Two additional studies currently submitted for publication examine the impact of insurance-payer status (i.e., commercial or public insurance) on speech-recognition outcomes in adults with cochlear implants (Miller et al, 2019) and determine how candidacy testing in quiet versus noise influences patient selection and sentence- recognition outcomes (Dunn et al, 2019). 

Other research and clinical questions that can be addressed by the HERMES database include real-world attrition rates for follow-up after cochlear implantation, comparison of electrode performance, and identification of pre-operative variables that predict postoperative outcomes. 

The Future of Big Data in Audiology 

The research being conducted with the HERMES database has the potential to impact future cochlear implant candidates as well as existing users. However, successfully building and using the database has challenges. The initial founders worked tirelessly to encourage implant centers and clinics to voluntarily use the database. Continuing to grow the database will require buy-in from patient care teams and administrators at busy implant centers, who operate under increasing time and financial constraints.  

In addition, centers can determine which data fields they deem most important, resulting in missing data points for some patients. Furthermore, lack of consistency in testing materials and procedures across implant centers can make the data difficult to use for research purposes. Identifying sustainable funding mechanisms is also a hurdle. Despite these challenges, fruitful advances in patient care continue to be made as a result of the database.  

Current and future research that supports standardized test protocols across centers, development of algorithms to predict patient success with cochlear implants, reporting of longitudinal data, and the evolution of cochlear implant candidacy will positively impact hearing health-care outcomes in cochlear implant recipients of all ages. 

Although Aii has been funded primarily by private donors and run mostly by volunteers, federal funding for these types of databases is a possibility.

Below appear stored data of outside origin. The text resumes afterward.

impl SyncEngine {
    /// Create an engine, hydrating the cache from `store`.
    pub fn new(remote: Arc<dyn Remote>, store: Arc<dyn Store>, config: SyncConfig) -> Self {
        let (state, _) = watch::channel(SyncState::default());
        let engine = SyncEngine {
            inner: Arc::new(Inner {
                remote,
                store,
                config,
                state,
                gate: tokio::sync::Mutex::new(()),
                generation: AtomicU64::new(0),
                commit: Mutex::new(()),
                acknowledged: AtomicI64::new(0),
                poller: Mutex::new(None),
            }),
        };
        engine.hydrate();
        engine
    }

    /// Replace the in-memory state with the persisted cache.
    ///
    /// A corrupt cache is discarded and removed from the store.
    pub fn hydrate(&self) {
        let _commit = self.inner.lock_commit();
        let messages = match get_json::<Vec<Message>>(self.inner.store.as_ref(), keys::MESSAGES) {
            Ok(messages) => messages.unwrap_or_default(),
            Err(e) => {
                tracing::warn!("discarding unreadable message cache: {}", e);
                if let Err(e) = self.inner.store.remove(keys::MESSAGES) {
                    tracing::warn!("failed to remove message cache: {}", e);
                }
                Vec::new()
            }
        };
        tracing::debug!(count = messages.len(), "hydrated message cache");
        self.inner.state.send_replace(SyncState::hydrated(messages));
    }

    /// Subscribe to state changes.
    pub fn subscribe(&self) -> watch::Receiver<SyncState> {
        self.inner.state.subscribe()
    }

    /// Current state snapshot.
    pub fn state(&self) -> SyncState {
        self.inner.state.borrow().clone()
    }

    pub fn config(&self) -> &SyncConfig {
        &self.inner.config
    }

    /// Fetch the newest page and replace the cache with it.
    ///
    /// On failure the cache is kept; the fault is degraded when there is
    /// something cached to show.
    pub async fn load_initial(&self) {
        let _gate = self.inner.gate.lock().await;
        let generation = self.inner.generation();
        let page_size = self.inner.config.page_size;

        self.inner.commit(generation, |state| state.loading = true);
        let result = self
            .inner
            .remote
            .list_messages(MessageQuery::latest(page_size))
            .await;

        self.inner.commit(generation, |state| {
            state.loading = false;
            match result {
                Ok(page) => {
                    let fetched = page.len();
                    tracing::debug!(fetched, "loaded initial page");
                    state.cache.replace(page);
                    state.has_more = fetched == page_size;
                    state.backward_offset = fetched;
                    state.horizon = state.cache.latest_id();
                    state.error = None;
                    state.last_fetched_at = Some(Utc::now());
                }
                Err(e) => {
                    tracing::warn!("initial load failed: {}", e);
                    state.error = Some(SyncFault::from_remote(&e, &state.cache));
                }
            }
        });
    }

    /// Fetch the next older page and merge it below the cache.
    ///
    /// Returns false without fetching while a load is running or when the
    /// start of the log is already cached.
    pub async fn load_older(&self) -> bool {
        if !self.inner.can_load_older() {
            return false;
        }
        let _gate = self.inner.gate.lock().await;
        if !self.inner.can_load_older() {
            return false;
        }

        let generation = self.inner.generation();
        let page_size = self.inner.config.page_size;
        let offset = self.inner.state.borrow().backward_offset;

        self.inner.commit(generation, |state| state.loading = true);
        let result = self
            .inner
            .remote
            .list_messages(MessageQuery::page(page_size, offset))
            .await;

        self.inner
            .commit(generation, |state| {
                state.loading = false;
                match result {
                    Ok(page) => {
                        let fetched = page.len();
                        let added = state.cache.merge(page);
                        tracing::debug!(offset, fetched, added, "loaded older page");
                        state.backward_offset += fetched;
                        if fetched < page_size {
                            state.has_more = false;
                        }
                        state.error = None;
                        true
                    }
                    Err(e) => {
                        tracing::warn!(offset, "loading older messages failed: {}", e);
                        state.error = Some(SyncFault::from_remote(&e, &state.cache));
                        false
                    }
                }
            })
            .unwrap_or(false)
    }

    /// Fetch messages newer than anything listed so far.
    ///
    /// Single-flight: returns [`PollOutcome::Skipped`] if any gated operation
    /// is already running.
    pub async fn poll_incremental(&self) -> PollOutcome {
        let Ok(_gate) = self.inner.gate.try_lock() else {
            tracing::trace!("poll skipped, sync busy");
            return PollOutcome::Skipped;
        };
        let generation = self.inner.generation();
        let page_size = self.inner.config.page_size;
        let horizon = self.inner.state.borrow().horizon;

        let page = match self
            .inner
            .remote
            .list_messages(MessageQuery::latest(page_size))
            .await
        {
            Ok(page) => page,
            Err(e) => {
                tracing::warn!("poll failed: {}", e);
                self.inner.commit(generation, |state| {
                    state.error = Some(SyncFault::from_remote(&e, &state.cache));
                });
                return PollOutcome::Failed;
            }
        };

        let mut fresh: Vec<Message> = page.into_iter().filter(|m| m.id > horizon).collect();
        let mut gap = horizon > 0 && fresh.len() == page_size;

        let mut offset = page_size;
        let mut backfilled = 0;
        while gap && backfilled < self.inner.config.gap_backfill_pages {
            match self
                .inner
                .remote
                .list_messages(MessageQuery::page(page_size, offset))
                .await
            {
                Ok(older) => {
                    let full = older.len() == page_size;
                    let before = fresh.len();
                    fresh.extend(older.into_iter().filter(|m| m.id > horizon));
                    gap = full && fresh.len() - before == page_size;
                    offset += page_size;
                    backfilled += 1;
                }
                Err(e) => {
                    tracing::warn!(offset, "gap backfill failed: {}", e);
                    break;
                }
            }
        }
        if backfilled > 0 {
            tracing::debug!(pages = backfilled, closed = !gap, "gap backfill");
        }

        let added = self.inner.commit(generation, |state| {
            state.horizon = fresh.iter().map(|m| m.id).fold(state.horizon, MessageId::max);
            let added = state.cache.merge(fresh);
            state.backward_offset += added;
            let dropped = state.cache.retain_recent(self.inner.config.memory_limit);
            if dropped > 0 {
                tracing::debug!(dropped, "trimmed oldest cached messages");
                state.backward_offset = state.backward_offset.saturating_sub(dropped);
                state.has_more = true;
            }
            state.notifications.new_count += added;
            if gap {
                state.notifications.has_unloaded_unread = true;
            }
            state.error = None;
            state.last_fetched_at = Some(Utc::now());
            added
        });

        match added {
            Some(new) => {
                if new > 0 {
                    tracing::debug!(new, "poll fetched new messages");
                }
                PollOutcome::Fetched { new }
            }
            None => PollOutcome::Failed,
        }
    }

    /// Merge a message this client just created, without counting it as new.
    ///
    /// Does not advance the poll horizon, so messages created by others in
    /// between are still fetched by the next poll.
    pub async fn record_sent(&self, message: Message) {
        let _gate = self.inner.gate.lock().await;
        let generation = self.inner.generation();
        self.inner.commit(generation, |state| {
            let added = state.cache.merge(vec![message]);
            state.backward_offset += added;
        });
    }

    /// Tell the remote that everything up to `message_id` has been read.
    ///
    /// Never sends a watermark at or below one already acknowledged. Returns
    /// whether the remote acknowledged a new watermark.
    pub async fn mark_read(&self, message_id: MessageId, credentials: &Credentials) -> bool {
        let acknowledged = self.inner.acknowledged.load(Ordering::SeqCst);
        if message_id <= acknowledged {
            tracing::debug!(message_id, acknowledged, "read watermark already acknowledged");
            return false;
        }

        let generation = self.inner.generation();
        let request = HeartbeatRequest::read_through(credentials, message_id);
        match self.inner.remote.heartbeat(request).await {
            Ok(_) => {
                let _commit = self.inner.lock_commit();
                if self.inner.generation() != generation {
                    tracing::debug!(message_id, "discarding read acknowledgement from before reset");
                    return false;
                }
                self.inner.acknowledged.fetch_max(message_id, Ordering::SeqCst);
                tracing::debug!(message_id, "marked read");
                true
            }
            Err(e) => {
                tracing::warn!(message_id, "mark read failed: {}", e);
                false
            }
        }
    }

    /// Record a watermark known to be acknowledged, such as the one in a
    /// freshly fetched profile.
    pub fn set_read_watermark(&self, watermark: MessageId) {
        self.inner.acknowledged.fetch_max(watermark, Ordering::SeqCst);
    }

    /// Forget acknowledged watermarks, e.g. when another principal logs in.
    pub fn reset_read_watermark(&self) {
        self.inner.acknowledged.store(0, Ordering::SeqCst);
    }

    pub fn read_watermark(&self) -> MessageId {
        self.inner.acknowledged.load(Ordering::SeqCst)
    }

    pub fn clear_notifications(&self) {
        self.inner.state.send_if_modified(|state| {
            let cleared = NotificationState::default();
            let changed = state.notifications != cleared;
            state.notifications = cleared;
            changed
        });
    }

    /// Stop polling, clear all state and erase the durable cache.
    ///
    /// Results of fetches started before the reset are discarded.
    pub fn reset(&self) {
        self.stop_polling();
        let _commit = self.inner.lock_commit();
        self.inner.generation.fetch_add(1, Ordering::SeqCst);
        self.inner.acknowledged.store(0, Ordering::SeqCst);
        self.inner.state.send_replace(SyncState::default());
        if let Err(e) = self.inner.store.remove(keys::MESSAGES) {
            tracing::warn!("failed to erase message cache: {}", e);
        }
        tracing::debug!("sync state reset");
    }

    /// Poll every `interval` until [`SyncEngine::stop_polling`].
    ///
    /// The first poll happens one interval after the call. Replaces any
    /// running poller.
    pub fn start_polling(&self, interval: Duration) {
        let mut poller = self.inner.lock_poller();
        if let Some(previous) = poller.take() {
            previous.cancel.cancel();
        }
        let cancel = CancellationToken::new();
        let task = tokio::spawn(poll_loop(
            Arc::downgrade(&self.inner),
            interval,
            cancel.clone(),
        ));
        *poller = Some(Run { cancel, task });
    }

    pub fn stop_polling(&self) {
        if let Some(previous) = self.inner.lock_poller().take() {
            previous.cancel.cancel();
        }
    }

    pub fn is_polling(&self) -> bool {
        self.inner
            .lock_poller()
            .as_ref()
            .is_some_and(|run| !run.task.is_finished())
    }
}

For example, the National Institutes of Health funded the development and maintenance of a large database of videos and transcriptions from individuals with aphasia (Forbes et al, 2012). Industry may also be interested in contributing to the development of hearing health-care databases, which would make adoption by implant centers more feasible. 

What about big data and other areas of audiology? In addition to a cochlear implant database, certainly a large dataset for hearing aid outcomes would also be a powerful tool to examine issues such as effects of various fitting algorithms; speech recognition outcomes when fitting to target with real-ear measures; effects of early hearing aid intervention in children; and outcomes with various etiologies, degrees, and configurations of hearing loss.  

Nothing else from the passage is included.